EXERCISE =>
From the entries below, output the line with "filename src/shape.rs" and each following line up to and including the line with "Append renderable triangles", exactly as written.

RECORDS SUPPLIED =>
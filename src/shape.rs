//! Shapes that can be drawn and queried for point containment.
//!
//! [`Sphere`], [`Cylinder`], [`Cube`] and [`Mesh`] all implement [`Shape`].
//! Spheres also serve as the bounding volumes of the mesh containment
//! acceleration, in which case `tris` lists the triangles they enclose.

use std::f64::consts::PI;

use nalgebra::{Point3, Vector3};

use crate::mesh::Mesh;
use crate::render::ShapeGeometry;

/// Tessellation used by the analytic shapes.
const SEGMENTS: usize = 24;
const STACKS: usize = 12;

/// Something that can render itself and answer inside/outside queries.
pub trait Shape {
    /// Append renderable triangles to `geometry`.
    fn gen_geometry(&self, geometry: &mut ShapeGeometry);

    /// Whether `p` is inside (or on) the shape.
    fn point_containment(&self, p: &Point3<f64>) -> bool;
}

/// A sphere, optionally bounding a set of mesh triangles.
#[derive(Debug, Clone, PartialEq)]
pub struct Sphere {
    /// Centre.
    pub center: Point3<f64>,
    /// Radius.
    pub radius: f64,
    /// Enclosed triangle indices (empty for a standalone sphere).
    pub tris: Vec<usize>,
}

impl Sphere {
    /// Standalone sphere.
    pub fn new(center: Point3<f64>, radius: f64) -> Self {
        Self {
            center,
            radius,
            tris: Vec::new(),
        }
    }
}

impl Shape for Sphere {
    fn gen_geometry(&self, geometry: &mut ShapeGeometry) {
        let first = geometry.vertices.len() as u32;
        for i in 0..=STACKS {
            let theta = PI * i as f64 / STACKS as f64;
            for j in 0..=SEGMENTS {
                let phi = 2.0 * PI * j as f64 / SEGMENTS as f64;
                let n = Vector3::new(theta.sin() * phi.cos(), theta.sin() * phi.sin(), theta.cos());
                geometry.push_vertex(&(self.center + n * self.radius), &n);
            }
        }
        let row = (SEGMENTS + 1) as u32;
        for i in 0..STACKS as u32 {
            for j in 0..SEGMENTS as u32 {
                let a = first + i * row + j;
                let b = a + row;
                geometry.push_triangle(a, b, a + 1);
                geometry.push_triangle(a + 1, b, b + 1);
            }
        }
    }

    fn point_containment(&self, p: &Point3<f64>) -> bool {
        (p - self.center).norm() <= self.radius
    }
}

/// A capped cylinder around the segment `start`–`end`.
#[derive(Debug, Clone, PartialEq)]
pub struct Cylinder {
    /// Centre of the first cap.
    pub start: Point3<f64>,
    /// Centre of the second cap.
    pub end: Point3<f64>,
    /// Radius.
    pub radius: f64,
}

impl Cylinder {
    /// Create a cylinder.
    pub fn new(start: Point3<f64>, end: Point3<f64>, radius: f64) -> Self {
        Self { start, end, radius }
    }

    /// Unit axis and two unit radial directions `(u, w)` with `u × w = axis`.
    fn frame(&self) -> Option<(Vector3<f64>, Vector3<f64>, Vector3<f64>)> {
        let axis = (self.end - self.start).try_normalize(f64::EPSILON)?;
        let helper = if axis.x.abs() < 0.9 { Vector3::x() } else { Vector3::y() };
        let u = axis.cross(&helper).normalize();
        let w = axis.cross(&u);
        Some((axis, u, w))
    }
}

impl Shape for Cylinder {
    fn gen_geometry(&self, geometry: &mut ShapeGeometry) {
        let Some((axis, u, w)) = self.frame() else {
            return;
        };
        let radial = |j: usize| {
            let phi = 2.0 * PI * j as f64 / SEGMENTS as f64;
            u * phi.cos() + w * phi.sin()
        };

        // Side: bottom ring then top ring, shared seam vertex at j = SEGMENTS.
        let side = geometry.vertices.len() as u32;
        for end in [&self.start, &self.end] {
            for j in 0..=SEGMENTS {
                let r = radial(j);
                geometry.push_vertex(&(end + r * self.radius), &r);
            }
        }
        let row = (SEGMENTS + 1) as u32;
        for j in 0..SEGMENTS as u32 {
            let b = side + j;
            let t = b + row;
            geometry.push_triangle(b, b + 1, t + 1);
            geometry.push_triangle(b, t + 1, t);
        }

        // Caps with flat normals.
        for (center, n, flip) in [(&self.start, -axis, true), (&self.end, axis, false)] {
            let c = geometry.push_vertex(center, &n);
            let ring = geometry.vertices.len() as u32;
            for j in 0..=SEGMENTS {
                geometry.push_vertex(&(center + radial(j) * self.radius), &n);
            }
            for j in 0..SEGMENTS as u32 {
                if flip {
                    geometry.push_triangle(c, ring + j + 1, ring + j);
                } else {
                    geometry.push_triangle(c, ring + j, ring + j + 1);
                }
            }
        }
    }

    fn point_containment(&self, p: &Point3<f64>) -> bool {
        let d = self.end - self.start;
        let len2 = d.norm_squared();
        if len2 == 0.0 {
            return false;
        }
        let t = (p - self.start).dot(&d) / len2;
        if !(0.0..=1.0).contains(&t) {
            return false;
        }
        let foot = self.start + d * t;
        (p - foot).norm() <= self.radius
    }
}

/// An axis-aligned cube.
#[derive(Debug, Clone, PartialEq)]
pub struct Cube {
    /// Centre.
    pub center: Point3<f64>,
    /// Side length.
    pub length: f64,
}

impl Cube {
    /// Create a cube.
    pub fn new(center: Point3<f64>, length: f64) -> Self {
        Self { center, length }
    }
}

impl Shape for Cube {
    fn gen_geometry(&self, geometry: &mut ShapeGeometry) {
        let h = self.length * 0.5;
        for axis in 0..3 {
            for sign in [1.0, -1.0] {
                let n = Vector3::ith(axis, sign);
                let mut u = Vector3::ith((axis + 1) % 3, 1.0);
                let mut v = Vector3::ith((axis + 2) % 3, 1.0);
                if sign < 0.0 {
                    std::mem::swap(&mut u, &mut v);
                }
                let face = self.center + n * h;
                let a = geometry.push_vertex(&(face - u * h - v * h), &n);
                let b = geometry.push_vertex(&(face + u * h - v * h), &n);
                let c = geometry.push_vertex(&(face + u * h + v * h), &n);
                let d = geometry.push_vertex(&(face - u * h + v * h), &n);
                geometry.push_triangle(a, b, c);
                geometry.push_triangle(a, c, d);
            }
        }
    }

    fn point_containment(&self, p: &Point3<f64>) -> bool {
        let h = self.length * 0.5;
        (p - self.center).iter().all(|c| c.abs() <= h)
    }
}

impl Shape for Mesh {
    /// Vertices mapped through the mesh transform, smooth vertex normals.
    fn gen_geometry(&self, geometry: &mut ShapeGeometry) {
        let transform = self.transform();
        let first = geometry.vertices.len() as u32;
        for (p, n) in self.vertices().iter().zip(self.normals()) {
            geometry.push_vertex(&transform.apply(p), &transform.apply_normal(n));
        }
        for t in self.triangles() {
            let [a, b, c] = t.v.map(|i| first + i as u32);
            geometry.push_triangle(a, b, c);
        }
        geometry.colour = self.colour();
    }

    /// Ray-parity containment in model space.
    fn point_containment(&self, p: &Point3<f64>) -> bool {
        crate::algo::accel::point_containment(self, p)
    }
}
* * *
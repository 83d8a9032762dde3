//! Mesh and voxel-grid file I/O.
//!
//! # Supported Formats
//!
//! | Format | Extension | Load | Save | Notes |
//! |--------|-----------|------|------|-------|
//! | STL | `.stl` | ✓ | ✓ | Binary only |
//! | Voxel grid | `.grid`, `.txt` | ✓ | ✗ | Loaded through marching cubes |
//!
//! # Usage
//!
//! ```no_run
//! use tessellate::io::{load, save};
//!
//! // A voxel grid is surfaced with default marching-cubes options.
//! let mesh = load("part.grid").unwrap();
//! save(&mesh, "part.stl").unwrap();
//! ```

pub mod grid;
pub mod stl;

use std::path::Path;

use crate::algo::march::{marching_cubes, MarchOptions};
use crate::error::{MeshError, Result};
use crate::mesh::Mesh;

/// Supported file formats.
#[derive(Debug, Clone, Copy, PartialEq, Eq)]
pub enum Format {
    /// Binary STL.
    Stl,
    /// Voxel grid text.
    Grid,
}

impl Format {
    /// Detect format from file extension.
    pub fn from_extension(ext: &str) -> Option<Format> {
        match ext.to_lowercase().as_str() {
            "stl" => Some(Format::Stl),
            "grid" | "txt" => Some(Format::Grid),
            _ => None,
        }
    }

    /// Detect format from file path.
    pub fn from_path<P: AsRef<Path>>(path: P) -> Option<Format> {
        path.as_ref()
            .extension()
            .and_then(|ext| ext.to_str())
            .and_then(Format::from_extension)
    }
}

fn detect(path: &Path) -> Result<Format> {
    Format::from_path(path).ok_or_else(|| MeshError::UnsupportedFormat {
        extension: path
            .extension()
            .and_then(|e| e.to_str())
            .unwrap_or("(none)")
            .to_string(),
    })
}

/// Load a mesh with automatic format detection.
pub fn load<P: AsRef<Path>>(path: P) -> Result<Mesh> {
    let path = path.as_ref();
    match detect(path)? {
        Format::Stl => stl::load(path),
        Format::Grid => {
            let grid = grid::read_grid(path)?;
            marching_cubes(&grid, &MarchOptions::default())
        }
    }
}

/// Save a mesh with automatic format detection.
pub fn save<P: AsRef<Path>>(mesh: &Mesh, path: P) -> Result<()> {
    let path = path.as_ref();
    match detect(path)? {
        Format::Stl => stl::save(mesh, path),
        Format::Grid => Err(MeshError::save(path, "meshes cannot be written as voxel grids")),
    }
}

WRITTEN RESPONSE =>
filename src/shape.rs
//! Shapes that can be drawn and queried for point containment.
//!
//! [`Sphere`], [`Cylinder`], [`Cube`] and [`Mesh`] all implement [`Shape`].
//! Spheres also serve as the bounding volumes of the mesh containment
//! acceleration, in which case `tris` lists the triangles they enclose.

use std::f64::consts::PI;

use nalgebra::{Point3, Vector3};

use crate::mesh::Mesh;
use crate::render::ShapeGeometry;

/// Tessellation used by the analytic shapes.
const SEGMENTS: usize = 24;
const STACKS: usize = 12;

/// Something that can render itself and answer inside/outside queries.
pub trait Shape {
    /// Append renderable triangles to `geometry`.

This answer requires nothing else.